Niagara Falls (the Ontario side) Photo: Tony Bates

A couple of months ago, the Canadian Digital Learning Research Association (CDLRA) provided eCampus Ontario, one of the survey’s main sponsors, with a regional report on the survey results for Ontario. This report is now available for downloading from the CDLRA website. As the report is 79 pages long, I thought I’d give you the poor man’s version. (Note these are personal remarks and do not necessarily reflect the views of the CDLRA team).

Ontario has the numbers

With 14,320,000 people, Ontario has just under 40% of the Canadian population. Even though it’s only the fourth largest province in Canada by area, it is still extremely large (three times the area of Germany, which has a much larger population of 82,300,000).

Although (despite rumours) it is not yet the centre of the universe, Ontario is therefore central to Canada in many ways. It may not seem surprising then that Ontario has by far the largest number of online students in post-secondary education of any Canadian province, with almost 150,000 students taking at least one online course and 550,000 online course registrations (41% of the total in Canada).

What is more, almost every Ontario university and college offers online courses (98%) and more than two thirds of the institutions in Ontario (68%) anticipate that their online enrolments will grow next year.
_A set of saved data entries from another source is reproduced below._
//! HTTP surface of the Studio agent.

pub mod auth;
pub mod config;
pub mod error;
pub mod extract;
pub mod middleware;
pub mod routes;
pub mod state;

use std::sync::Arc;
use std::time::Duration;

use axum::{
    middleware as axum_middleware,
    routing::{get, patch, post},
    Router,
};
use tower_http::{
    compression::CompressionLayer,
    cors::{Any, CorsLayer},
    timeout::TimeoutLayer,
    trace::TraceLayer,
};

use crate::config::Config;
use crate::routes::{chat, composio, health, threads};
use crate::state::AppState;

pub fn build_router(state: Arc<AppState>) -> Router {
    let json_routes = Router::new()
        // Health
        .route("/health", get(health::health_check))
        // Threads
        .route("/threads", post(threads::create_thread).get(threads::get_threads))
        .route(
            "/threads/:thread_id",
            patch(threads::update_thread).delete(threads::delete_thread),
        )
        // Connectors
        .route("/composio/apps", get(composio::list_apps))
        .route("/composio/connections", get(composio::list_connections))
        .route("/composio/connect", post(composio::connect))
        .route("/composio/disconnect", post(composio::disconnect))
        .route("/composio/tools", get(composio::list_tools))
        .layer(CompressionLayer::new());

    // SSE stays uncompressed so frames are flushed as they are produced
    let stream_routes = Router::new().route("/chat", post(chat::chat));

    Router::new()
        .merge(json_routes)
        .merge(stream_routes)
        .layer(axum_middleware::from_fn(middleware::logging::log_request))
        .layer(TimeoutLayer::new(Duration::from_secs(300))) // 5 min for streaming
        .layer(build_cors_layer(&state.config))
        .layer(TraceLayer::new_for_http())
        .with_state(state)
}

fn build_cors_layer(config: &Config) -> CorsLayer {
    if config.cors.enabled {
        let mut cors = CorsLayer::new()
            .allow_methods([
                axum::http::Method::GET,
                axum::http::Method::POST,
                axum::http::Method::PATCH,
                axum::http::Method::DELETE,
                axum::http::Method::OPTIONS,
            ])
            .allow_headers(Any);

        if config.cors.origins.iter().any(|o| o == "*") {
            cors = cors.allow_origin(Any);
        } else {
            let origins: Vec<axum::http::HeaderValue> = config
                .cors
                .origins
                .iter()
                .filter_map(|origin| origin.parse().ok())
                .collect();
            cors = cors.allow_origin(origins);
        }

        cors
    } else {
        CorsLayer::permissive()
    }
}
It is therefore punching slightly above its considerable weight in online learning. 

Ontario has the strategies

More than three quarters of the post-secondary institutions in Ontario (78%) reported that online learning was very to extremely important for their long-term strategic or academic plans, compared with just under two thirds of institutions in the rest of the country (64%).

Institutions in Ontario were also more likely to have an institutional strategic plan for e-learning, with 26 (58%) identifying that they had a plan and it was either fully implemented (27%) or being implemented (30%) and 13 (28%) indicated they are currently developing one. 

Obvious, isn’t it?

Well, no, not really. As little as seven years ago, 40% of Athabasca University’s enrolments came from Ontario, because students in Ontario could not find appropriate online courses or programs from institutions within Ontario. British Columbia, with online and distance courses from originally the Open Learning Agency in the early 1990s, then UBC, Simon Fraser, Royal Roads University, Thompson Rivers University, and BCIT, was way ahead of Ontario well into the early 2000s.
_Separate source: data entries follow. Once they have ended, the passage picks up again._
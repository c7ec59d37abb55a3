pub mod llm_node;
pub mod tool_node;

pub use llm_node::LLMNode;
pub use tool_node::ToolNode;
//! Unified web/news search.
//!
//! A query is classified as news or general without a model call, sent to the
//! search provider with a language-specific domain allow-list, and shaped into
//! the payload the chat model reads. Missing images are recovered from result
//! pages' meta tags on a best-effort basis.

pub mod classify;
pub mod images;
pub mod language;
pub mod provider;
pub mod tool;

pub use classify::{classify, is_news_query, QueryKind};
pub use images::{extract_image_from_html, HttpImageFetcher, ImageFallback, ImageFallbackConfig, ImageFetcher};
pub use language::{detect_language, Language};
pub use provider::{SearchDepth, SearchProvider, SearchRequest, SearchResponse, SearchResult, SearchTopic, TavilyClient};
pub use tool::{SearchSettings, SmartSearchTool};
As Stephen Downes has pointed out, innovative online courses originated from individuals  such as Dave Cormier, Stephen Downes, George Siemens and Rory McGreal, working in provinces such as New Brunswick, Prince Edward Island, and Manitoba, but these provinces are now way behind the rest of the country, and especially Ontario, in terms of the proportion of students taking online courses. Why is this?

Government policy matters

What certainly helped in Ontario was the creation and funding of eCampus Ontario in 2015 by the then Liberal provincial government. Although institutions in Ontario in the early part of the decade (2010-2015) were moving more aggressively into online learning through the efforts of Contact North, OntarioLearn (established by Colleges Ontario), and individual universities, the establishment of eCampus Ontario, and especially the additional funding earmarked for the development of online courses, led to a rapid expansion in online learning in the province. Institutions followed the money (surprise, surprise).
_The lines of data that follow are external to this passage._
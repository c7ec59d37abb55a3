//! System instructions, rebuilt for every turn so the model always sees the
//! current date in the deployment's timezone.

use chrono::{DateTime, Datelike, Duration, Timelike, Utc};
use chrono_tz::Tz;
use studio_types::AgentProfile;

pub const DEFAULT_TIMEZONE: &str = "Europe/Rome";

const WEEKDAYS: [&str; 7] = ["lunedì", "martedì", "mercoledì", "giovedì", "venerdì", "sabato", "domenica"];
const MONTHS: [&str; 12] = [
    "gennaio", "febbraio", "marzo", "aprile", "maggio", "giugno",
    "luglio", "agosto", "settembre", "ottobre", "novembre", "dicembre",
];

/// Current moment rendered for the prompt
#[derive(Debug, Clone, PartialEq)]
pub struct TimeInfo {
    /// e.g. "giovedì 16 ottobre 2025"
    pub current_date: String,
    /// "HH:MM"
    pub current_time: String,
    pub iso_date: String,
    pub iso_datetime: String,
    pub timezone: String,
    pub tomorrow: String,
    pub yesterday: String,
}

impl TimeInfo {
    pub fn at(now: DateTime<Utc>, tz: Tz) -> Self {
        let local = now.with_timezone(&tz);
        let date = local.date_naive();
        let weekday = WEEKDAYS[local.weekday().num_days_from_monday() as usize];
        let month = MONTHS[local.month0() as usize];

        Self {
            current_date: format!("{} {} {} {}", weekday, local.day(), month, local.year()),
            current_time: format!("{:02}:{:02}", local.hour(), local.minute()),
            iso_date: date.format("%Y-%m-%d").to_string(),
            iso_datetime: local.to_rfc3339(),
            timezone: tz.name().to_string(),
            tomorrow: (date + Duration::days(1)).format("%Y-%m-%d").to_string(),
            yesterday: (date - Duration::days(1)).format("%Y-%m-%d").to_string(),
        }
    }
}

/// Everything the system prompt depends on
#[derive(Debug, Clone)]
pub struct PromptContext {
    pub time: TimeInfo,
    /// Connector tools available this turn
    pub connector_tools: usize,
}

impl PromptContext {
    pub fn new(now: DateTime<Utc>, tz: Tz, connector_tools: usize) -> Self {
        Self {
            time: TimeInfo::at(now, tz),
            connector_tools,
        }
    }
}

/// Parse an IANA timezone name
pub fn parse_timezone(name: &str) -> anyhow::Result<Tz> {
    name.parse::<Tz>()
        .map_err(|e| anyhow::anyhow!("Invalid timezone '{}': {}", name, e))
}

pub fn system_prompt(agent: &AgentProfile, ctx: &PromptContext) -> String {
    let mut sections = Vec::new();

    if agent.planning_workflow {
        sections.push(format!(
            "Sei un assistente AI chiamato {}, progettato per aiutare gli utenti con conversazioni generali e supporto tecnico.",
            agent.name
        ));
        sections.push(WORKFLOW_SECTION.to_string());
    } else {
        sections.push("Sei un assistente AI utile e cordiale.".to_string());
    }

    sections.push(time_section(&ctx.time));

    if agent.builtin_tools.iter().any(|t| t == studio_tools::SMART_SEARCH) {
        sections.push(SEARCH_SECTION.to_string());
    }
    sections.push(LANGUAGE_SECTION.to_string());

    if agent.connectors && ctx.connector_tools > 0 {
        sections.push(connector_section(ctx.connector_tools));
    }

    sections.join("\n\n")
}

const WORKFLOW_SECTION: &str = "METODO DI LAVORO:
1. ANALISI: valuta se la richiesta è complessa o semplice.
   - Complessa (più azioni o strumenti): usa il tool \"taskPlanning\" passando solo la richiesta dell'utente.
   - Semplice (domanda diretta, azione singola): procedi direttamente.
2. ESECUZIONE: se hai un piano, seguilo task per task usando gli strumenti appropriati.
3. COMPLETAMENTO: alla fine invoca SEMPRE \"taskCompleted\" con un breve riepilogo. È l'unico modo per terminare.
Non fermarti prima di aver completato tutte le azioni richieste.";

const SEARCH_SECTION: &str = "RICERCA:
Hai un solo strumento di ricerca, \"smartSearch\", che sceglie da solo tra ricerca web generale e ricerca notizie.
- Usalo per informazioni generali (guide, definizioni, dati, prodotti, persone, luoghi) e per notizie recenti (cronaca, politica, economia, sport, annunci).
- Una sola ricerca per richiesta.
Dopo una ricerca le fonti sono già mostrate all'utente: rispondi in 2-3 frasi, senza ripetere il riepilogo o elencare di nuovo le fonti.
Segui l'indicazione contenuta nel campo 'languageInstruction' del risultato.";

const LANGUAGE_SECTION: &str = "LINGUA:
Rispondi SEMPRE nella stessa lingua del messaggio dell'utente e non cambiarla durante la conversazione.";

fn time_section(time: &TimeInfo) -> String {
    format!(
        "INFORMAZIONI TEMPORALI CORRENTI:
- Data e ora attuale: {} alle {}
- Data ISO: {}
- Data e ora ISO completa: {}
- Fuso orario: {}

Riferimenti temporali da usare sempre, senza basarti sulle tue conoscenze:
- OGGI = {}
- DOMANI = {}
- IERI = {}
Per eventi e appuntamenti usa il formato ISO (YYYY-MM-DD).",
        time.current_date,
        time.current_time,
        time.iso_date,
        time.iso_datetime,
        time.timezone,
        time.iso_date,
        time.tomorrow,
        time.yesterday,
    )
}

fn connector_section(count: usize) -> String {
    format!(
        "INTEGRAZIONI DISPONIBILI:
Hai accesso a {} strumenti aggiuntivi dalle app che l'utente ha connesso (ad esempio Gmail, Slack, Google Calendar, GitHub).
Usali quando l'utente ti chiede di eseguire azioni su queste piattaforme.",
        count
    )
}
mod buffering;
mod sse_parser;

pub use buffering::CircularLineBuffer;
pub use sse_parser::{SseLineParser, parse_sse_stream, parse_sse_bytes};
A similar boost to online learning took place in British Columbia after the founding of BCcampus in 2003, which initially focused on funding online course development. In recent years though BCcampus has focused more on open educational resources, where now it is the leader in open textbook publishing; 90% of the post-secondary institutions in the province now use open textbooks. However, as a result of this change of focus, BC has dropped behind Ontario in terms of the extent of online course registrations (although the differences are not great).

This is not to say that online learning would not have grown in Ontario without eCampus Ontario; over 90% of the institutions in the province were offering some form of online learning before 2015. Government was certainly pushing on an open door but the money and publicity that always follows government funding announcements have certainly helped propel online learning in Ontario universities and colleges. There is a lesson here for other provincial governments.